This Slow Cooker Thai Peanut Chicken is coated in the most incredible peanut sauce. Serve it over rice for an easy meal, and garnish with green onions and extra peanuts for added crunch!
YIELD: 6 SERVINGS
1 tablespoon olive oil
2 pounds boneless skinless chicken breasts, cut into 1-inch pieces
1/3 cup cornstarch
1/2 teaspoon salt, or to taste
1/2 teaspoon pepper, or to taste
one 14-ounce can coconut milk (lite okay)
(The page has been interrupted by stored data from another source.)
//! Example: fetch a page and print its OpenGraph metadata
//!
//! Run with: cargo run -p opengraph --example print_metadata [URL]

use opengraph::Intent;

#[tokio::main]
async fn main() {
    let url = std::env::args()
        .nth(1)
        .unwrap_or_else(|| "ogp.me".to_string());

    let intent = match Intent::new(&url) {
        Ok(intent) => intent,
        Err(e) => {
            eprintln!("Error: {e}");
            std::process::exit(1);
        }
    };

    match intent.fetch().await {
        Ok(mut og) => {
            if og.to_absolute(intent.url().as_str()).is_ok() {
                println!("URL:         {}", og.url);
            }
            println!("Title:       {}", og.title);
            println!("Type:        {}", og.r#type);
            println!("Description: {}", og.description);
            for image in &og.image {
                println!("Image:       {}", image.url);
            }
        }
        Err(e) => {
            eprintln!("Error: {e}");
            std::process::exit(1);
        }
    }
}
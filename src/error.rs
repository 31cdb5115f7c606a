//! Error types for Dispatchr
//!
//! Centralized error handling using thiserror. Per-task worker failures are not
//! errors here: they become `WorkerResult`s at the task boundary.

use std::time::Duration;

use thiserror::Error;

/// All error types that can occur in Dispatchr
#[derive(Debug, Error)]
pub enum DispatchError {
    /// Signature registry is misconfigured (fatal at startup)
    #[error("Registry error: {0}")]
    Registry(String),

    /// A match rule pattern failed to compile
    #[error("Invalid pattern '{pattern}': {source}")]
    Pattern {
        pattern: String,
        #[source]
        source: regex::Error,
    },

    /// Configuration value out of range
    #[error("Config error: {0}")]
    Config(String),

    /// The test-run collaborator could not produce a report
    #[error("Test run error: {0}")]
    TestRun(String),

    /// Specialist worker could not be launched
    #[error("Worker error: {0}")]
    Worker(String),

    /// Operation exceeded its time budget
    #[error("Operation timed out after {0:?}")]
    Timeout(Duration),

    /// Controller attempted an illegal state transition
    #[error("Invalid state transition from {from} to {to}")]
    InvalidTransition { from: String, to: String },

    /// IO error
    #[error("IO error: {0}")]
    Io(#[from] std::io::Error),

    /// JSON serialization/deserialization error
    #[error("JSON error: {0}")]
    Json(#[from] serde_json::Error),

    /// YAML deserialization error
    #[error("YAML error: {0}")]
    Yaml(#[from] serde_yaml::Error),
}

/// Result type alias for Dispatchr operations
pub type Result<T> = std::result::Result<T, DispatchError>;
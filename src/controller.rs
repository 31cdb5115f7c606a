//! Orchestration Controller.
//!
//! Drives repeated classify → plan → execute → coordinate → verify cycles:
//!
//! ```text
//! Idle → Classifying → Planning → Executing → Coordinating → Verifying ─┬→ Done
//!             │                                                ▲       ├→ Idle (next cycle)
//!             └──────────── zero failures ─────────────────────┘       └→ FailedMaxCycles
//! ```
//!
//! Every cycle starts from a fresh test run and verifies with another fresh run.
//! Cycles are strictly sequential and the loop always ends in `Done` or
//! `FailedMaxCycles` within `max_cycles` cycles.

use std::fs::OpenOptions;
use std::io::Write;
use std::path::PathBuf;
use std::sync::Arc;

use serde::{Deserialize, Serialize};

use crate::classifier::{self, DEFAULT_MIN_CONFIDENCE};
use crate::coordination;
use crate::domain::{ControllerState, CycleReport, OrchestrationOutcome, OrchestrationStatus};
use crate::error::{DispatchError, Result};
use crate::executor::Executor;
use crate::planner::{self, PlannerConfig};
use crate::registry::Registry;
use crate::test_run::TestRunSource;
use crate::worker::WorkerInvoker;

/// Loop bounds.
#[derive(Debug, Clone, PartialEq, Serialize, Deserialize)]
#[serde(default, rename_all = "kebab-case")]
pub struct EngineConfig {
    pub max_cycles: u32,
    pub max_concurrency: usize,
    /// Confidence a domain must strictly exceed to claim a failure
    pub min_confidence: f64,
}

impl Default for EngineConfig {
    fn default() -> Self {
        Self {
            max_cycles: 3,
            max_concurrency: 4,
            min_confidence: DEFAULT_MIN_CONFIDENCE,
        }
    }
}

/// Everything the controller needs besides its collaborators.
#[derive(Debug, Clone, Default)]
pub struct ControllerConfig {
    pub engine: EngineConfig,
    pub planner: PlannerConfig,
    /// Append each cycle report as a JSON line here
    pub report_path: Option<PathBuf>,
}

impl ControllerConfig {
    pub fn new(engine: EngineConfig) -> Self {
        Self {
            engine,
            ..Default::default()
        }
    }

    pub fn with_planner(mut self, planner: PlannerConfig) -> Self {
        self.planner = planner;
        self
    }

    pub fn with_report_path(mut self, path: impl Into<PathBuf>) -> Self {
        self.report_path = Some(path.into());
        self
    }
}

pub struct Controller<T: TestRunSource, W: WorkerInvoker + 'static> {
    config: ControllerConfig,
    registry: Arc<Registry>,
    test_run: T,
    executor: Executor<W>,
    state: ControllerState,
    transitions: Vec<ControllerState>,
}

impl<T: TestRunSource, W: WorkerInvoker + 'static> Controller<T, W> {
    pub fn new(config: ControllerConfig, registry: Arc<Registry>, test_run: T, executor: Executor<W>) -> Self {
        Self {
            config,
            registry,
            test_run,
            executor,
            state: ControllerState::Idle,
            transitions: vec![ControllerState::Idle],
        }
    }

    pub fn state(&self) -> ControllerState {
        self.state
    }

    pub fn executor(&self) -> &Executor<W> {
        &self.executor
    }

    fn transition(&mut self, next: ControllerState) -> Result<()> {
        if !self.state.can_transition_to(next) {
            return Err(DispatchError::InvalidTransition {
                from: self.state.to_string(),
                to: next.to_string(),
            });
        }
        log::debug!("Controller {} -> {}", self.state, next);
        self.state = next;
        self.transitions.push(next);
        Ok(())
    }

    /// Drive cycles until the failures clear or the cycle budget runs out.
    ///
    /// Only test-run errors and report-file errors propagate; worker failures are
    /// carried in the cycle reports.
    pub async fn run(&mut self) -> Result<OrchestrationOutcome> {
        if self.state != ControllerState::Idle {
            return Err(DispatchError::InvalidTransition {
                from: self.state.to_string(),
                to: ControllerState::Classifying.to_string(),
            });
        }

        let max_cycles = self.config.engine.max_cycles.max(1);
        let mut history = Vec::new();

        for cycle_index in 1..=max_cycles {
            let report = self.run_cycle(cycle_index).await?;
            self.write_report(&report)?;
            let remaining = report.remaining_failure_count;
            history.push(report);

            if remaining == 0 {
                self.transition(ControllerState::Done)?;
                log::info!("All failures cleared after {} cycle(s)", cycle_index);
                break;
            }
            if cycle_index == max_cycles {
                self.transition(ControllerState::FailedMaxCycles)?;
                log::warn!("{} failure(s) remain after {} cycle(s)", remaining, max_cycles);
                break;
            }
            self.transition(ControllerState::Idle)?;
        }

        let status = match self.state {
            ControllerState::Done => OrchestrationStatus::Done,
            _ => OrchestrationStatus::FailedMaxCycles,
        };

        Ok(OrchestrationOutcome {
            status,
            history,
            transitions: self.transitions.clone(),
        })
    }

    /// One cycle, ending in `Verifying`.
    async fn run_cycle(&mut self, cycle_index: u32) -> Result<CycleReport> {
        let mut report = CycleReport::new(cycle_index);
        log::info!("Cycle {} starting", cycle_index);

        self.transition(ControllerState::Classifying)?;
        let records = self.test_run.collect().await?;
        if records.is_empty() {
            log::info!("Cycle {}: test run reports no failures", cycle_index);
            self.transition(ControllerState::Verifying)?;
            return Ok(report);
        }

        let classification = classifier::classify(&records, &self.registry, self.config.engine.min_confidence);
        report.classified = classification.classified();
        report.unclassified = classification.unclassified.clone();
        log::info!(
            "Cycle {}: {} failures, {} classified into {} domain(s), {} unclassified",
            cycle_index,
            classification.total(),
            classification.classified_count(),
            classification.groups.len(),
            classification.unclassified.len()
        );

        self.transition(ControllerState::Planning)?;
        let tasks = planner::plan(&classification, &self.config.planner);

        self.transition(ControllerState::Executing)?;
        report.task_results = self
            .executor
            .execute(tasks, self.config.engine.max_concurrency)
            .await;

        self.transition(ControllerState::Coordinating)?;
        report.directives = coordination::analyze(&report.dispatched_domains(), &self.registry);

        self.transition(ControllerState::Verifying)?;
        let remaining = self.test_run.collect().await?;
        report.remaining_failure_count = remaining.len();
        log::info!(
            "Cycle {} verified: {} task(s) run, {} succeeded, {} failure(s) remain",
            cycle_index,
            report.task_results.len(),
            report.task_results.iter().filter(|r| r.success).count(),
            report.remaining_failure_count
        );

        Ok(report)
    }

    fn write_report(&self, report: &CycleReport) -> Result<()> {
        let Some(path) = &self.config.report_path else {
            return Ok(());
        };
        if let Some(parent) = path.parent().filter(|p| !p.as_os_str().is_empty()) {
            std::fs::create_dir_all(parent)?;
        }
        let mut file = OpenOptions::new().create(true).append(true).open(path)?;
        let line = serde_json::to_string(report)?;
        writeln!(file, "{}", line)?;
        Ok(())
    }
}
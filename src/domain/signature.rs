//! Domain signatures: the declarative description of one specialist domain.

use std::collections::BTreeSet;
use std::fmt;

use serde::{Deserialize, Serialize};

/// Identifier of a capability domain (e.g. `auth-backend`).
#[derive(Debug, Clone, PartialEq, Eq, PartialOrd, Ord, Hash, Serialize, Deserialize)]
#[serde(transparent)]
pub struct DomainId(String);

impl DomainId {
    pub fn new(id: impl Into<String>) -> Self {
        Self(id.into())
    }

    pub fn as_str(&self) -> &str {
        &self.0
    }
}

impl fmt::Display for DomainId {
    fn fmt(&self, f: &mut fmt::Formatter<'_>) -> fmt::Result {
        f.write_str(&self.0)
    }
}

impl From<&str> for DomainId {
    fn from(s: &str) -> Self {
        Self(s.to_string())
    }
}

/// Dispatch priority. Higher variants are more urgent.
#[derive(Debug, Clone, Copy, Default, PartialEq, Eq, PartialOrd, Ord, Hash, Serialize, Deserialize)]
#[serde(rename_all = "snake_case")]
pub enum Priority {
    Low,
    #[default]
    Medium,
    High,
    Critical,
}

impl Priority {
    pub fn as_str(&self) -> &'static str {
        match self {
            Priority::Low => "low",
            Priority::Medium => "medium",
            Priority::High => "high",
            Priority::Critical => "critical",
        }
    }
}

impl fmt::Display for Priority {
    fn fmt(&self, f: &mut fmt::Formatter<'_>) -> fmt::Result {
        write!(f, "{}", self.as_str())
    }
}

/// Broad category of a domain. Declaration order is the default tie-break order:
/// security domains win ties over correctness domains, which win over performance.
#[derive(Debug, Clone, Copy, Default, PartialEq, Eq, PartialOrd, Ord, Hash, Serialize, Deserialize)]
#[serde(rename_all = "snake_case")]
pub enum DomainCategory {
    Security,
    #[default]
    Correctness,
    Data,
    Integration,
    Rendering,
    Performance,
}

/// One weighted pattern of a signature.
#[derive(Debug, Clone, PartialEq, Serialize, Deserialize)]
pub struct MatchRule {
    /// Case-insensitive regular expression matched against the error message
    pub pattern: String,
    /// Contribution to the score when the pattern hits
    #[serde(default = "default_weight")]
    pub weight: f64,
    /// Minimum group priority when this rule hits
    #[serde(default, skip_serializing_if = "Option::is_none")]
    pub escalate: Option<Priority>,
}

fn default_weight() -> f64 {
    1.0
}

impl MatchRule {
    pub fn new(pattern: impl Into<String>, weight: f64) -> Self {
        Self {
            pattern: pattern.into(),
            weight,
            escalate: None,
        }
    }

    pub fn escalating(mut self, priority: Priority) -> Self {
        self.escalate = Some(priority);
        self
    }
}

/// Static description of a specialist domain. Loaded once, never mutated.
#[derive(Debug, Clone, PartialEq, Serialize, Deserialize)]
#[serde(rename_all = "kebab-case")]
pub struct DomainSignature {
    pub id: DomainId,
    #[serde(default)]
    pub category: DomainCategory,
    pub rules: Vec<MatchRule>,
    #[serde(default)]
    pub default_priority: Priority,
    /// Directory the specialist works in, relative to the worker resource root
    pub resource_location: String,
    pub description: String,
    #[serde(default)]
    pub coordination_partners: BTreeSet<DomainId>,
}

impl DomainSignature {
    pub fn new(id: impl Into<String>, resource_location: impl Into<String>, description: impl Into<String>) -> Self {
        Self {
            id: DomainId::new(id),
            category: DomainCategory::default(),
            rules: Vec::new(),
            default_priority: Priority::default(),
            resource_location: resource_location.into(),
            description: description.into(),
            coordination_partners: BTreeSet::new(),
        }
    }

    pub fn with_category(mut self, category: DomainCategory) -> Self {
        self.category = category;
        self
    }

    pub fn with_priority(mut self, priority: Priority) -> Self {
        self.default_priority = priority;
        self
    }

    pub fn with_rule(mut self, rule: MatchRule) -> Self {
        self.rules.push(rule);
        self
    }

    pub fn with_partner(mut self, partner: impl Into<String>) -> Self {
        self.coordination_partners.insert(DomainId::new(partner));
        self
    }
}
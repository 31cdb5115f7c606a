//! Failure records and their classification.
//!
//! A `FailureRecord` is produced fresh by the test-run collaborator every cycle and
//! never mutated. Classification wraps it with at most one domain assignment.

use serde::{Deserialize, Serialize};
use sha2::{Digest, Sha256};

use super::signature::{DomainId, Priority};

/// One failing signal from a test run.
#[derive(Debug, Clone, PartialEq, Eq, Hash, Serialize, Deserialize)]
pub struct FailureRecord {
    /// Identifier, stable across runs when derived from a fingerprint
    pub id: String,
    /// Name of the failing test
    pub test_name: String,
    /// Error text used for pattern matching
    pub error_message: String,
    /// File or path the failure points at, if known
    #[serde(default, skip_serializing_if = "Option::is_none")]
    pub location_hint: Option<String>,
}

impl FailureRecord {
    /// Create a record with an id derived from its content.
    pub fn new(test_name: impl Into<String>, error_message: impl Into<String>) -> Self {
        let test_name = test_name.into();
        let error_message = error_message.into();
        let id = Self::fingerprint(&test_name, &error_message);
        Self {
            id,
            test_name,
            error_message,
            location_hint: None,
        }
    }

    /// Override the id.
    pub fn with_id(mut self, id: impl Into<String>) -> Self {
        self.id = id.into();
        self
    }

    /// Set the location hint.
    pub fn with_location(mut self, location: impl Into<String>) -> Self {
        self.location_hint = Some(location.into());
        self
    }

    /// Compute a short content fingerprint for records whose source supplied no id.
    pub fn fingerprint(test_name: &str, error_message: &str) -> String {
        let mut hasher = Sha256::new();
        hasher.update(test_name.as_bytes());
        hasher.update([0u8]);
        hasher.update(error_message.as_bytes());
        let digest = hasher.finalize();
        format!("f-{}", hex::encode(&digest[..6]))
    }
}

/// A failure record with its domain assignment.
#[derive(Debug, Clone, PartialEq, Serialize, Deserialize)]
pub struct ClassifiedFailure {
    pub record: FailureRecord,
    /// Assigned domain; `None` means unclassified
    pub domain: Option<DomainId>,
    /// Confidence in [0, 1] of the assignment (best score seen when unclassified)
    pub confidence: f64,
    /// Highest escalation carried by a matching rule of the assigned domain
    #[serde(default, skip_serializing_if = "Option::is_none")]
    pub escalation: Option<Priority>,
}

impl ClassifiedFailure {
    /// Returns true if no domain claimed this record.
    pub fn is_unclassified(&self) -> bool {
        self.domain.is_none()
    }

    /// Short evidence line used in worker context and reports.
    pub fn evidence(&self) -> String {
        match &self.record.location_hint {
            Some(loc) => format!("{} ({}): {}", self.record.test_name, loc, self.record.error_message),
            None => format!("{}: {}", self.record.test_name, self.record.error_message),
        }
    }
}

#[cfg(test)]
mod tests {
    use super::*;

    #[test]
    fn test_fingerprint_is_stable() {
        let a = FailureRecord::new("login_test", "401 Unauthorized");
        let b = FailureRecord::new("login_test", "401 Unauthorized");
        assert_eq!(a.id, b.id);
        assert!(a.id.starts_with("f-"));
        assert_eq!(a.id.len(), 2 + 12);
    }

    #[test]
    fn test_fingerprint_separates_fields() {
        // "ab" + "c" must not collide with "a" + "bc"
        assert_ne!(FailureRecord::fingerprint("ab", "c"), FailureRecord::fingerprint("a", "bc"));
    }

    #[test]
    fn test_builder() {
        let record = FailureRecord::new("t", "boom")
            .with_id("F-1")
            .with_location("src/auth/login.rs");
        assert_eq!(record.id, "F-1");
        assert_eq!(record.location_hint.as_deref(), Some("src/auth/login.rs"));
    }

    #[test]
    fn test_deserialize_without_location() {
        let json = r#"{"id":"1","test_name":"t","error_message":"m"}"#;
        let record: FailureRecord = serde_json::from_str(json).unwrap();
        assert!(record.location_hint.is_none());
    }

    #[test]
    fn test_evidence_includes_location() {
        let classified = ClassifiedFailure {
            record: FailureRecord::new("render_test", "blank canvas").with_location("web/canvas.ts"),
            domain: None,
            confidence: 0.0,
            escalation: None,
        };
        assert!(classified.is_unclassified());
        assert_eq!(classified.evidence(), "render_test (web/canvas.ts): blank canvas");
    }
}
//! Orchestration integration tests
//!
//! Drives the controller end to end with scripted test runs and mock specialists.

use std::collections::{BTreeSet, VecDeque};
use std::sync::atomic::{AtomicUsize, Ordering};
use std::sync::{Arc, Mutex};
use std::time::{Duration, Instant};

use async_trait::async_trait;
use dispatchr::classifier;
use dispatchr::controller::{Controller, ControllerConfig, EngineConfig};
use dispatchr::coordination;
use dispatchr::domain::{
    ControllerState, DomainId, DomainSignature, FailureRecord, MatchRule, OrchestrationStatus, Task, WorkerResult,
};
use dispatchr::error::Result;
use dispatchr::executor::Executor;
use dispatchr::planner::{self, PlannerConfig};
use dispatchr::registry::Registry;
use dispatchr::test_run::TestRunSource;
use dispatchr::worker::WorkerInvoker;

/// Replays scripted reports in order; the last one repeats forever.
struct ScriptedRun {
    reports: Mutex<VecDeque<Vec<FailureRecord>>>,
}

impl ScriptedRun {
    fn new(reports: Vec<Vec<FailureRecord>>) -> Self {
        Self {
            reports: Mutex::new(reports.into()),
        }
    }
}

#[async_trait]
impl TestRunSource for ScriptedRun {
    async fn collect(&self) -> Result<Vec<FailureRecord>> {
        let mut reports = self.reports.lock().unwrap();
        if reports.len() > 1 {
            Ok(reports.pop_front().unwrap())
        } else {
            Ok(reports.front().cloned().unwrap_or_default())
        }
    }
}

/// Specialist that sleeps, tracks overlap and can be told to time out per domain.
struct MockSpecialist {
    delay: Duration,
    timeout_domains: BTreeSet<String>,
    current: AtomicUsize,
    max_seen: AtomicUsize,
    calls: Mutex<Vec<DomainId>>,
}

impl MockSpecialist {
    fn new(delay: Duration) -> Self {
        Self {
            delay,
            timeout_domains: BTreeSet::new(),
            current: AtomicUsize::new(0),
            max_seen: AtomicUsize::new(0),
            calls: Mutex::new(Vec::new()),
        }
    }

    fn timing_out(mut self, domain: &str) -> Self {
        self.timeout_domains.insert(domain.to_string());
        self
    }

    fn calls(&self) -> Vec<DomainId> {
        self.calls.lock().unwrap().clone()
    }
}

#[async_trait]
impl WorkerInvoker for MockSpecialist {
    async fn invoke(&self, task: &Task, timeout: Duration) -> WorkerResult {
        self.calls.lock().unwrap().push(task.domain.clone());
        if self.timeout_domains.contains(task.domain.as_str()) {
            return WorkerResult::timed_out(task.domain.clone(), timeout);
        }
        let now = self.current.fetch_add(1, Ordering::SeqCst) + 1;
        self.max_seen.fetch_max(now, Ordering::SeqCst);
        tokio::time::sleep(self.delay).await;
        self.current.fetch_sub(1, Ordering::SeqCst);
        WorkerResult::completed(task.domain.clone(), Some(0), "fixed", self.delay)
    }
}

fn registry() -> Arc<Registry> {
    Arc::new(
        Registry::new(
            vec![
                DomainSignature::new("auth", "backend/auth", "Authentication")
                    .with_rule(MatchRule::new(r"\b401\b|unauthorized|token", 1.0)),
                DomainSignature::new("ui", "frontend/ui", "User interface")
                    .with_rule(MatchRule::new(r"button|click", 1.0)),
                DomainSignature::new("x", "services/x", "Slow service").with_rule(MatchRule::new(r"x-service", 1.0)),
            ],
            None,
        )
        .unwrap(),
    )
}

fn engine(max_cycles: u32, max_concurrency: usize) -> ControllerConfig {
    ControllerConfig::new(EngineConfig {
        max_cycles,
        max_concurrency,
        min_confidence: 0.0,
    })
}

fn auth_failures() -> Vec<FailureRecord> {
    vec![
        FailureRecord::new("login_rejects_bad_password", "expected 200 got 401"),
        FailureRecord::new("refresh_token", "token expired"),
        FailureRecord::new("admin_route", "unauthorized"),
    ]
}

fn ui_failures() -> Vec<FailureRecord> {
    vec![
        FailureRecord::new("submit_form", "button not found"),
        FailureRecord::new("menu_opens", "click had no effect"),
    ]
}

#[tokio::test]
async fn test_two_domains_fixed_in_one_cycle() {
    let initial: Vec<FailureRecord> = auth_failures().into_iter().chain(ui_failures()).collect();
    let run = ScriptedRun::new(vec![initial.clone(), vec![]]);
    let specialist = Arc::new(MockSpecialist::new(Duration::from_millis(100)));
    let executor = Executor::new(specialist.clone(), Duration::from_secs(5));
    let reg = registry();

    // Classifier and planner view of the same input
    let classification = classifier::classify(&initial, &reg, 0.0);
    assert_eq!(classification.groups.len(), 2);
    assert_eq!(classification.groups[&DomainId::new("auth")].failures.len(), 3);
    assert_eq!(classification.groups[&DomainId::new("ui")].failures.len(), 2);
    assert_eq!(planner::plan(&classification, &PlannerConfig::default()).len(), 2);

    let mut controller = Controller::new(engine(3, 2), reg, run, executor);
    let outcome = controller.run().await.unwrap();

    assert_eq!(outcome.status, OrchestrationStatus::Done);
    assert_eq!(outcome.cycles(), 1);
    assert_eq!(specialist.max_seen.load(Ordering::SeqCst), 2);

    let report = &outcome.history[0];
    assert_eq!(report.classified.len(), 5);
    assert!(report.unclassified.is_empty());
    assert_eq!(report.task_results.len(), 2);
    assert!(report.task_results.iter().all(|r| r.success));
    assert_eq!(report.remaining_failure_count, 0);
}

#[tokio::test]
async fn test_unmatched_failure_is_reported_unclassified() {
    let mystery = FailureRecord::new("flaky", "segmentation fault in native code");
    let run = ScriptedRun::new(vec![vec![mystery.clone()]]);
    let specialist = Arc::new(MockSpecialist::new(Duration::ZERO));
    let executor = Executor::new(specialist.clone(), Duration::from_secs(5));

    let mut controller = Controller::new(engine(1, 2), registry(), run, executor);
    let outcome = controller.run().await.unwrap();

    let report = &outcome.history[0];
    assert!(report.classified.is_empty());
    assert_eq!(report.unclassified.len(), 1);
    assert_eq!(report.unclassified[0].record, mystery);
    assert!(report.unclassified[0].domain.is_none());
    assert!(report.task_results.is_empty());
    assert!(specialist.calls().is_empty());
}

#[tokio::test]
async fn test_timing_out_domain_exhausts_cycle_budget() {
    let stuck = vec![FailureRecord::new("x_health", "x-service did not respond")];
    let run = ScriptedRun::new(vec![stuck]);
    let specialist = Arc::new(MockSpecialist::new(Duration::ZERO).timing_out("x"));
    let executor = Executor::new(specialist.clone(), Duration::from_millis(50));

    let mut controller = Controller::new(engine(4, 2), registry(), run, executor);
    let outcome = controller.run().await.unwrap();

    assert_eq!(outcome.status, OrchestrationStatus::FailedMaxCycles);
    assert_eq!(outcome.cycles(), 4);
    assert_eq!(specialist.calls(), vec![DomainId::new("x"); 4]);
    for report in &outcome.history {
        assert_eq!(report.classified.len(), 1);
        assert_eq!(report.classified[0].domain, Some(DomainId::new("x")));
        assert!(report.task_results[0].timed_out);
        assert!(!report.task_results[0].success);
    }
}

#[tokio::test]
async fn test_partner_domains_get_one_directive() {
    let reg = Registry::builtin().unwrap();
    let dispatched: BTreeSet<DomainId> = ["auth-frontend", "auth-backend"].into_iter().map(DomainId::new).collect();

    let directives = coordination::analyze(&dispatched, &reg);

    assert_eq!(directives.len(), 1);
    assert_eq!(directives[0].domains, dispatched);
}

#[tokio::test]
async fn test_partner_directive_recorded_in_cycle() {
    let failures = vec![
        FailureRecord::new("login_page", "login form did not submit"),
        FailureRecord::new("token_endpoint", "expected 200 got 401 unauthorized"),
    ];
    let run = ScriptedRun::new(vec![failures, vec![]]);
    let executor = Executor::new(Arc::new(MockSpecialist::new(Duration::ZERO)), Duration::from_secs(5));

    let mut controller = Controller::new(engine(2, 4), Arc::new(Registry::builtin().unwrap()), run, executor);
    let outcome = controller.run().await.unwrap();

    let report = &outcome.history[0];
    assert_eq!(report.dispatched_domains().len(), 2);
    assert_eq!(report.directives.len(), 1);
}

#[tokio::test]
async fn test_concurrency_cap_holds_across_cycle() {
    let domains: Vec<String> = (0..8).map(|i| format!("d{}", i)).collect();
    let signatures = domains
        .iter()
        .map(|d| DomainSignature::new(d.as_str(), format!("svc/{}", d), d.as_str()).with_rule(MatchRule::new(format!(r"\b{}\b", d), 1.0)))
        .collect();
    let reg = Arc::new(Registry::new(signatures, None).unwrap());
    let failures = domains.iter().map(|d| FailureRecord::new(d.as_str(), format!("{} broke", d))).collect();

    let specialist = Arc::new(MockSpecialist::new(Duration::from_millis(40)));
    let executor = Executor::new(specialist.clone(), Duration::from_secs(5));
    let mut controller = Controller::new(engine(1, 3), reg, ScriptedRun::new(vec![failures, vec![]]), executor);
    let outcome = controller.run().await.unwrap();

    assert!(outcome.is_done());
    assert_eq!(outcome.history[0].task_results.len(), 8);
    assert!(specialist.max_seen.load(Ordering::SeqCst) <= 3);
    assert!(controller.executor().peak_running() <= 3);
}

#[tokio::test]
async fn test_parallel_batch_takes_about_one_task_duration() {
    let delay = Duration::from_millis(300);
    let specialist = Arc::new(MockSpecialist::new(delay));
    let executor = Executor::new(specialist, Duration::from_secs(5));
    let tasks: Vec<Task> = ["a", "b", "c", "d"]
        .into_iter()
        .map(|d| Task {
            domain: d.into(),
            failures: Vec::new(),
            priority: Default::default(),
            estimated_duration: delay,
        })
        .collect();

    let start = Instant::now();
    let results = executor.execute(tasks, 4).await;
    let elapsed = start.elapsed();

    assert_eq!(results.len(), 4);
    assert!(elapsed >= delay);
    assert!(elapsed < delay * 3, "batch took {:?}", elapsed);
}

#[tokio::test]
async fn test_never_resolving_specialist_still_terminates() {
    let run = ScriptedRun::new(vec![auth_failures()]);
    let specialist = Arc::new(MockSpecialist::new(Duration::ZERO).timing_out("auth"));
    let executor = Executor::new(specialist, Duration::from_millis(10));

    let mut controller = Controller::new(engine(2, 1), registry(), run, executor);
    let outcome = controller.run().await.unwrap();

    assert_eq!(outcome.status, OrchestrationStatus::FailedMaxCycles);
    assert_eq!(outcome.cycles(), 2);
    assert_eq!(
        outcome.transitions.iter().filter(|s| **s == ControllerState::Classifying).count(),
        2
    );
}

#[tokio::test]
async fn test_clean_run_is_a_noop_every_time() {
    for _ in 0..2 {
        let specialist = Arc::new(MockSpecialist::new(Duration::ZERO));
        let executor = Executor::new(specialist.clone(), Duration::from_secs(5));
        let mut controller = Controller::new(engine(3, 2), registry(), ScriptedRun::new(vec![vec![]]), executor);
        let outcome = controller.run().await.unwrap();

        assert!(outcome.is_done());
        assert_eq!(outcome.cycles(), 1);
        assert!(outcome.history[0].classified.is_empty());
        assert!(outcome.history[0].task_results.is_empty());
        assert!(specialist.calls().is_empty());
    }
}

#[tokio::test]
async fn test_classification_is_deterministic() {
    let reg = registry();
    let records: Vec<FailureRecord> = auth_failures().into_iter().chain(ui_failures()).collect();
    let first = classifier::classify(&records, &reg, 0.0);
    let second = classifier::classify(&records, &reg, 0.0);
    assert_eq!(first, second);
    assert_eq!(first.total(), records.len());
}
3/4 cup creamy peanut butter
1/4 cup low-sodium soy sauce
1/4 cup honey
2 tablespoons rice wine vinegar
2 tablespoons lime juice
1 teaspoon sesame oil
1/2 to 1 teaspoon ground ginger, or to taste
1/2 teaspoon garlic powder or 2 garlic cloves, finely minced
pinch cayenne pepper, optional and to taste
1/3 cup lightly salted peanuts, finely chopped for garnishing
1/4 cup fresh cilantro leaves (stems discarded), optional for garnishing
2 tablespoons green onions sliced thin, optional for garnishing
- Line a 3 to 6-quart slow cooker with a liner if using one. I prefer to use liners for easy cleanup.
- Drizzle olive oil over bottom of the liner or slow cooker.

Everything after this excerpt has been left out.